China would suffer the worst power shortage this summer.
China's power shortage this summer could be worse than 2004 when the country sweltered through its worst crunch in decades, an industry official said yesterday, as power rationing sets in and calls for reform in the power sector were heard again.
State Grid of China expects the 26 provinces and regions under its management to suffer a combined power shortage of 30 gigawatts in coming months, Xinhua news agency reported, citing Shuai Junqing, the company's executive vice president. State Grid operates grids in all but five southern provinces.
The China Electricity Council last month estimated around 30GW of power shortfall nationwide in the summer, or about 3 percent of the country's generating capacity.
This year's power shortages began in March, well ahead of the peak summer consumption season, after surging coal prices eroded power generators' profitability and also due to insufficient generation capacity and transmission problems.

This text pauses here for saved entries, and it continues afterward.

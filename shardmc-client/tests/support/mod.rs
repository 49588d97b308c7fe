//! In-process fake memcached for integration tests.
//!
//! Speaks both wire protocols on the same port (a request starting with 0x80 is
//! binary) and keeps its own clock so expiration can be tested without sleeping.

#![allow(dead_code)]

use std::collections::HashMap;
use std::io::{self, BufRead, BufReader, Read, Write};
use std::net::{TcpListener, TcpStream};
use std::sync::atomic::{AtomicU64, AtomicUsize, Ordering};
use std::sync::Arc;
use std::thread;
use std::time::Duration;

use parking_lot::Mutex;

pub fn init_tracing() {
    let _ = tracing_subscriber::fmt()
        .with_env_filter(tracing_subscriber::EnvFilter::from_default_env())
        .with_test_writer()
        .try_init();
}

/// Address nothing is listening on.
pub fn dead_addr() -> String {
    let listener = TcpListener::bind("127.0.0.1:0").expect("bind");
    listener.local_addr().expect("addr").to_string()
}

#[derive(Clone)]
struct Entry {
    value: Vec<u8>,
    flags: u32,
    cas: u64,
    expires_at: Option<Duration>,
}

enum Store {
    Set,
    Add,
    Replace,
    Cas(u64),
}

enum Outcome {
    Stored(u64),
    NotStored,
    Exists,
    NotFound,
}

enum Counter {
    Value(u64, u64),
    NotFound,
    NonNumeric,
}

#[derive(Default)]
struct State {
    items: Mutex<HashMap<String, Entry>>,
    next_cas: AtomicU64,
    now: Mutex<Duration>,
    connections: AtomicUsize,
    keys_seen: Mutex<Vec<String>>,
}

impl State {
    fn now(&self) -> Duration {
        *self.now.lock()
    }

    fn expiry(&self, expiration: u32) -> Option<Duration> {
        (expiration != 0).then(|| self.now() + Duration::from_secs(expiration as u64))
    }

    fn live(&self, items: &mut HashMap<String, Entry>, key: &str) -> Option<Entry> {
        let now = self.now();
        match items.get(key) {
            Some(entry) if entry.expires_at.is_some_and(|at| at <= now) => {
                items.remove(key);
                None
            }
            other => other.cloned(),
        }
    }

    fn get(&self, key: &str) -> Option<Entry> {
        self.keys_seen.lock().push(key.to_owned());
        let mut items = self.items.lock();
        self.live(&mut items, key)
    }

    fn store(&self, mode: Store, key: &str, value: Vec<u8>, flags: u32, expiration: u32) -> Outcome {
        self.keys_seen.lock().push(key.to_owned());
        let mut items = self.items.lock();
        let existing = self.live(&mut items, key);
        match (&mode, &existing) {
            (Store::Add, Some(_)) => return Outcome::NotStored,
            (Store::Replace, None) => return Outcome::NotStored,
            (Store::Cas(_), None) => return Outcome::NotFound,
            (Store::Cas(cas), Some(entry)) if entry.cas != *cas => return Outcome::Exists,
            _ => {}
        }
        let cas = self.next_cas.fetch_add(1, Ordering::SeqCst) + 1;
        let entry = Entry {
            value,
            flags,
            cas,
            expires_at: self.expiry(expiration),
        };
        items.insert(key.to_owned(), entry);
        Outcome::Stored(cas)
    }

    fn delete(&self, key: &str) -> bool {
        self.keys_seen.lock().push(key.to_owned());
        let mut items = self.items.lock();
        self.live(&mut items, key).is_some() && items.remove(key).is_some()
    }

    fn arith(&self, key: &str, delta: u64, incr: bool, seed: Option<(u64, u32)>) -> Counter {
        self.keys_seen.lock().push(key.to_owned());
        let mut items = self.items.lock();
        let cas = self.next_cas.fetch_add(1, Ordering::SeqCst) + 1;
        let Some(mut entry) = self.live(&mut items, key) else {
            let Some((initial, expiration)) = seed else {
                return Counter::NotFound;
            };
            let entry = Entry {
                value: initial.to_string().into_bytes(),
                flags: 0,
                cas,
                expires_at: self.expiry(expiration),
            };
            items.insert(key.to_owned(), entry);
            return Counter::Value(initial, cas);
        };
        let Some(current) = std::str::from_utf8(&entry.value)
            .ok()
            .and_then(|s| s.parse::<u64>().ok())
        else {
            return Counter::NonNumeric;
        };
        let next = if incr {
            current.wrapping_add(delta)
        } else {
            current.saturating_sub(delta)
        };
        entry.value = next.to_string().into_bytes();
        entry.cas = cas;
        items.insert(key.to_owned(), entry);
        Counter::Value(next, cas)
    }
}

/// Fake memcached bound to an ephemeral localhost port.
pub struct FakeServer {
    addr: String,
    state: Arc<State>,
}

impl FakeServer {
    pub fn start() -> Self {
        let listener = TcpListener::bind("127.0.0.1:0").expect("bind");
        let addr = listener.local_addr().expect("addr").to_string();
        let state = Arc::new(State::default());

        let shared = state.clone();
        thread::spawn(move || {
            for stream in listener.incoming() {
                let Ok(stream) = stream else { return };
                shared.connections.fetch_add(1, Ordering::SeqCst);
                let state = shared.clone();
                thread::spawn(move || {
                    let _ = serve(&state, stream);
                });
            }
        });

        FakeServer { addr, state }
    }

    pub fn addr(&self) -> String {
        self.addr.clone()
    }

    /// Connections accepted so far.
    pub fn connections(&self) -> usize {
        self.state.connections.load(Ordering::SeqCst)
    }

    /// Every key this server was asked about, in arrival order.
    pub fn keys_seen(&self) -> Vec<String> {
        self.state.keys_seen.lock().clone()
    }

    pub fn contains(&self, key: &str) -> bool {
        self.state.items.lock().contains_key(key)
    }

    /// Moves the server's expiration clock forward.
    pub fn advance(&self, by: Duration) {
        *self.state.now.lock() += by;
    }
}

fn serve(state: &State, stream: TcpStream) -> io::Result<()> {
    let mut reader = BufReader::new(stream.try_clone()?);
    let mut writer = stream;
    loop {
        let first = match reader.fill_buf()? {
            [] => return Ok(()),
            buf => buf[0],
        };
        let reply = if first == 0x80 {
            binary_request(state, &mut reader)?
        } else {
            text_request(state, &mut reader)?
        };
        if !reply.is_empty() {
            writer.write_all(&reply)?;
            writer.flush()?;
        }
    }
}

fn text_request(state: &State, reader: &mut BufReader<TcpStream>) -> io::Result<Vec<u8>> {
    let mut line = String::new();
    reader.read_line(&mut line)?;
    let parts: Vec<&str> = line.trim_end_matches("\r\n").split(' ').collect();
    let noreply = parts.last() == Some(&"noreply");
    let num = |idx: usize| parts.get(idx).and_then(|s| s.parse::<u64>().ok());

    let reply: Vec<u8> = match parts[0] {
        "get" | "gets" => {
            let mut out = Vec::new();
            for key in &parts[1..] {
                if let Some(entry) = state.get(key) {
                    let header = if parts[0] == "gets" {
                        format!("VALUE {key} {} {} {}\r\n", entry.flags, entry.value.len(), entry.cas)
                    } else {
                        format!("VALUE {key} {} {}\r\n", entry.flags, entry.value.len())
                    };
                    out.extend_from_slice(header.as_bytes());
                    out.extend_from_slice(&entry.value);
                    out.extend_from_slice(b"\r\n");
                }
            }
            out.extend_from_slice(b"END\r\n");
            out
        }
        cmd @ ("set" | "add" | "replace" | "cas") => {
            let (Some(flags), Some(exp), Some(len)) = (num(2), num(3), num(4)) else {
                return Ok(b"CLIENT_ERROR bad command line format\r\n".to_vec());
            };
            let mut body = vec![0u8; len as usize + 2];
            reader.read_exact(&mut body)?;
            body.truncate(len as usize);
            let mode = match cmd {
                "set" => Store::Set,
                "add" => Store::Add,
                "replace" => Store::Replace,
                _ => Store::Cas(num(5).unwrap_or(0)),
            };
            match state.store(mode, parts[1], body, flags as u32, exp as u32) {
                Outcome::Stored(_) => b"STORED\r\n".to_vec(),
                Outcome::NotStored => b"NOT_STORED\r\n".to_vec(),
                Outcome::Exists => b"EXISTS\r\n".to_vec(),
                Outcome::NotFound => b"NOT_FOUND\r\n".to_vec(),
            }
        }
        "delete" => {
            if state.delete(parts[1]) {
                b"DELETED\r\n".to_vec()
            } else {
                b"NOT_FOUND\r\n".to_vec()
            }
        }
        cmd @ ("incr" | "decr") => {
            let Some(delta) = num(2) else {
                return Ok(b"CLIENT_ERROR invalid numeric delta argument\r\n".to_vec());
            };
            match state.arith(parts[1], delta, cmd == "incr", None) {
                Counter::Value(value, _) => format!("{value}\r\n").into_bytes(),
                Counter::NotFound => b"NOT_FOUND\r\n".to_vec(),
                Counter::NonNumeric => b"CLIENT_ERROR cannot increment or decrement non-numeric value\r\n".to_vec(),
            }
        }
        _ => b"ERROR\r\n".to_vec(),
    };

    Ok(if noreply { Vec::new() } else { reply })
}

fn binary_request(state: &State, reader: &mut BufReader<TcpStream>) -> io::Result<Vec<u8>> {
    let mut header = [0u8; 24];
    reader.read_exact(&mut header)?;
    let opcode = header[1];
    let key_len = u16::from_be_bytes([header[2], header[3]]) as usize;
    let extras_len = header[4] as usize;
    let body_len = u32::from_be_bytes([header[8], header[9], header[10], header[11]]) as usize;
    let opaque = u32::from_be_bytes([header[12], header[13], header[14], header[15]]);
    let cas = u64::from_be_bytes(header[16..24].try_into().expect("cas"));

    let mut body = vec![0u8; body_len];
    reader.read_exact(&mut body)?;
    let extras = &body[..extras_len];
    let key = String::from_utf8_lossy(&body[extras_len..extras_len + key_len]).into_owned();
    let value = body[extras_len + key_len..].to_vec();

    let quiet = matches!(opcode, 0x09 | 0x0d | 0x11..=0x16);
    let reply = |status: u16, cas: u64, extras: &[u8], key: &[u8], value: &[u8]| {
        packet(opcode, status, opaque, cas, extras, key, value)
    };

    let out = match opcode {
        0x00 | 0x09 | 0x0c | 0x0d => {
            let with_key = matches!(opcode, 0x0c | 0x0d);
            let echoed: &[u8] = if with_key { key.as_bytes() } else { &[] };
            match state.get(&key) {
                Some(entry) => reply(0, entry.cas, &entry.flags.to_be_bytes(), echoed, &entry.value),
                None if quiet => Vec::new(),
                None => reply(0x0001, 0, &[], echoed, b"Not found"),
            }
        }
        0x01..=0x03 | 0x11..=0x13 => {
            let flags = u32::from_be_bytes(extras[..4].try_into().expect("flags"));
            let exp = u32::from_be_bytes(extras[4..8].try_into().expect("exp"));
            let mode = match opcode & 0x0f {
                0x01 if cas != 0 => Store::Cas(cas),
                0x01 => Store::Set,
                0x02 => Store::Add,
                _ => Store::Replace,
            };
            let is_add = opcode & 0x0f == 0x02;
            match state.store(mode, &key, value, flags, exp) {
                Outcome::Stored(_) if quiet => Vec::new(),
                Outcome::Stored(cas) => reply(0, cas, &[], &[], &[]),
                Outcome::NotStored if is_add => reply(0x0002, 0, &[], &[], b"Data exists for key."),
                Outcome::NotStored | Outcome::NotFound => reply(0x0001, 0, &[], &[], b"Not found"),
                Outcome::Exists => reply(0x0002, 0, &[], &[], b"Data exists for key."),
            }
        }
        0x04 | 0x14 => {
            if state.delete(&key) {
                if quiet {
                    Vec::new()
                } else {
                    reply(0, 0, &[], &[], &[])
                }
            } else {
                reply(0x0001, 0, &[], &[], b"Not found")
            }
        }
        0x05 | 0x06 | 0x15 | 0x16 => {
            let delta = u64::from_be_bytes(extras[..8].try_into().expect("delta"));
            let initial = u64::from_be_bytes(extras[8..16].try_into().expect("initial"));
            let exp = u32::from_be_bytes(extras[16..20].try_into().expect("exp"));
            let seed = (exp != 0xffff_ffff).then_some((initial, exp));
            match state.arith(&key, delta, opcode & 0x0f == 0x05, seed) {
                Counter::Value(_, _) if quiet => Vec::new(),
                Counter::Value(value, cas) => reply(0, cas, &[], &[], &value.to_be_bytes()),
                Counter::NotFound => reply(0x0001, 0, &[], &[], b"Not found"),
                Counter::NonNumeric => reply(0x0006, 0, &[], &[], b"Non-numeric server-side value for incr or decr"),
            }
        }
        _ => reply(0x0081, 0, &[], &[], b"Unknown command"),
    };
    Ok(out)
}

fn packet(opcode: u8, status: u16, opaque: u32, cas: u64, extras: &[u8], key: &[u8], value: &[u8]) -> Vec<u8> {
    let body_len = extras.len() + key.len() + value.len();
    let mut out = Vec::with_capacity(24 + body_len);
    out.push(0x81);
    out.push(opcode);
    out.extend_from_slice(&(key.len() as u16).to_be_bytes());
    out.push(extras.len() as u8);
    out.push(0);
    out.extend_from_slice(&status.to_be_bytes());
    out.extend_from_slice(&(body_len as u32).to_be_bytes());
    out.extend_from_slice(&opaque.to_be_bytes());
    out.extend_from_slice(&cas.to_be_bytes());
    out.extend_from_slice(extras);
    out.extend_from_slice(key);
    out.extend_from_slice(value);
    out
}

"All these issues cannot be solved in the short term," Shuai said.
The shortfall has reportedly prompted the government to raise on-grid tariffs - charged by power plants to grid firms - in several provinces last month to encourage production although analysts said the hike was too small to restore profitability of many coal-fired plants, which make up more than 80 percent of China's power generation. China's five major state power generating groups lost more than 10 billion yuan (US$1.54 billion) in their thermal power business in the first four months of this year.
State Grid's Shuai said at least 10 regions, including Beijing and Shanghai, will suffer a power shortage, but the company will first ensure supplies to residents, hospitals and schools.
In 2004, China suffered its worst power deficit since the beginning of the 1990s as it imposed power cuts or limits in 27 of its 31 provinces, municipalities and autonomous regions, Xinhua said.